Within the listing below, show every line that contains the word "EnvFilter".

===== INPUT DATA =====

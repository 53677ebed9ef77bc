//! Token-scoped invoice access for clients.
//!
//! Callers here hold only a bearer token. Every lookup goes through the
//! token hash, so nothing outside the token's invoice is reachable.

use std::sync::Arc;

use chrono::Utc;
use sea_orm::{
    ActiveModelTrait, ColumnTrait, DatabaseConnection, EntityTrait, QueryFilter, QuerySelect, Set,
    TransactionTrait,
};
use serde::Serialize;
use serde_json::json;
use tracing::{info, instrument, warn};
use uuid::Uuid;

use receipta_core::LedgerError;
use receipta_core::audit::{AuditEvent, AuditEventType, AuditSink};
use receipta_core::invoice::{InvoiceStateMachine, SignInput, validate_signature};
use receipta_core::token::{LedgerSettings, LinkType, check_link};

use crate::entities::{invoice_signatures, invoices};

use super::invoice::{InvoiceWithItems, load_items};
use super::link::{AccessTokenRepository, link_state};
use super::{db_err, is_unique_violation};

/// Result of a successful signature.
#[derive(Debug, Clone, PartialEq, Eq, Serialize)]
pub struct SignedInvoice {
    /// Invoice, now SIGNED.
    pub invoice: invoices::Model,
    /// Stored signature.
    pub signature: invoice_signatures::Model,
}

/// Public invoice repository.
#[derive(Clone)]
pub struct PublicInvoiceRepository {
    db: DatabaseConnection,
    tokens: AccessTokenRepository,
    audit: Arc<dyn AuditSink>,
}

impl PublicInvoiceRepository {
    /// Creates a new public invoice repository.
    #[must_use]
    pub fn new(db: DatabaseConnection, settings: LedgerSettings, audit: Arc<dyn AuditSink>) -> Self {
        Self {
            tokens: AccessTokenRepository::new(db.clone(), settings),
            db,
            audit,
        }
    }

    /// Returns the invoice behind a VIEW token.
    ///
    /// # Errors
    ///
    /// * `NotFound` - unknown, revoked, or SIGN token
    /// * `TokenExpired` - the token has expired
    #[instrument(skip_all)]
    pub async fn view_invoice(&self, raw_token: &str) -> Result<InvoiceWithItems, LedgerError> {
        let invoice = self.tokens.resolve(raw_token, LinkType::View).await?;
        let items = load_items(&self.db, invoice.id).await?;
        Ok(InvoiceWithItems { invoice, items })
    }

    /// Signs the invoice behind a SIGN token.
    ///
    /// Serialized on the invoice row lock. The second of two concurrent
    /// signers sees the stored signature and gets `AlreadySigned`. On success
    /// the invoice is locked and its SIGN links are revoked.
    ///
    /// # Errors
    ///
    /// * `Validation` - signer input is incomplete
    /// * `NotFound` - unknown or revoked token
    /// * `TokenExpired` - the token has expired
    /// * `AlreadySigned` - a signature exists
    /// * `Locked(NotSent)` / `Locked(Voided)` - the invoice cannot be signed
    #[instrument(skip_all)]
    pub async fn sign(
        &self,
        raw_token: &str,
        input: SignInput,
    ) -> Result<SignedInvoice, LedgerError> {
        let signer = validate_signature(&input)?;

        let txn = self.db.begin().await.map_err(db_err)?;

        let link = AccessTokenRepository::find_in(&txn, raw_token, LinkType::Sign)
            .await?
            .ok_or(LedgerError::NotFound("Invoice"))?;

        let invoice = invoices::Entity::find_by_id(link.invoice_id)
            .lock_exclusive()
            .one(&txn)
            .await
            .map_err(db_err)?
            .ok_or(LedgerError::NotFound("Invoice"))?;

        let existing = invoice_signatures::Entity::find()
            .filter(invoice_signatures::Column::InvoiceId.eq(invoice.id))
            .one(&txn)
            .await
            .map_err(db_err)?;
        if existing.is_some() {
            warn!(invoice_id = %invoice.id, "invoice already signed");
            return Err(LedgerError::AlreadySigned);
        }

        let now = Utc::now();
        check_link(&link_state(&link), now)?;
        let next = InvoiceStateMachine::sign(invoice.status.into(), false)
            .inspect_err(|e| warn!(error = %e, "sign rejected"))?;

        let signature = invoice_signatures::ActiveModel {
            id: Set(Uuid::new_v4()),
            business_id: Set(invoice.business_id),
            invoice_id: Set(invoice.id),
            signer_name: Set(signer.signer_name),
            signer_email: Set(signer.signer_email),
            signature_image: Set(input.signature_image),
            signed_at: Set(now.into()),
            ip_address: Set(input.ip_address),
            user_agent: Set(input.user_agent),
            document_hash: Set(signer.document_hash),
            created_at: Set(now.into()),
        }
        .insert(&txn)
        .await
        .map_err(|e| {
            if is_unique_violation(&e) {
                LedgerError::AlreadySigned
            } else {
                db_err(e)
            }
        })?;

        let business_id = invoice.business_id;
        let mut active: invoices::ActiveModel = invoice.into();
        active.status = Set(next.into());
        active.signed_at = Set(Some(now.into()));
        active.locked_at = Set(Some(now.into()));
        active.updated_at = Set(now.into());
        let invoice = active.update(&txn).await.map_err(db_err)?;

        AccessTokenRepository::revoke_active_in(&txn, invoice.id, LinkType::Sign, now).await?;

        txn.commit().await.map_err(db_err)?;

        info!(invoice_id = %invoice.id, "invoice signed");
        self.audit.record(AuditEvent::invoice(
            business_id,
            None,
            invoice.id,
            AuditEventType::InvoiceSigned,
            json!({
                "signerEmail": signature.signer_email,
                "documentHash": signature.document_hash,
            }),
        ));

        Ok(SignedInvoice { invoice, signature })
    }
}
//! Tracing subscriber setup.

use tracing_subscriber::{EnvFilter, layer::SubscriberExt, util::SubscriberInitExt};

use crate::config::LoggingConfig;

/// Installs the global tracing subscriber.
///
/// `RUST_LOG` wins over the configured filter when present. Calling this more
/// than once is harmless; later calls leave the first subscriber in place.
pub fn init_tracing(config: &LoggingConfig) {
    let filter =
        EnvFilter::try_from_default_env().unwrap_or_else(|_| EnvFilter::new(&config.filter));

    let registry = tracing_subscriber::registry().with(filter);
    let result = if config.json {
        registry
            .with(tracing_subscriber::fmt::layer().json().with_current_span(true))
            .try_init()
    } else {
        registry.with(tracing_subscriber::fmt::layer()).try_init()
    };

    if let Err(err) = result {
        tracing::debug!(error = %err, "tracing subscriber already installed");
    }
}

=====

* WORKED SOLUTION:
use tracing_subscriber::{EnvFilter, layer::SubscriberExt, util::SubscriberInitExt};
        EnvFilter::try_from_default_env().unwrap_or_else(|_| EnvFilter::new(&config.filter));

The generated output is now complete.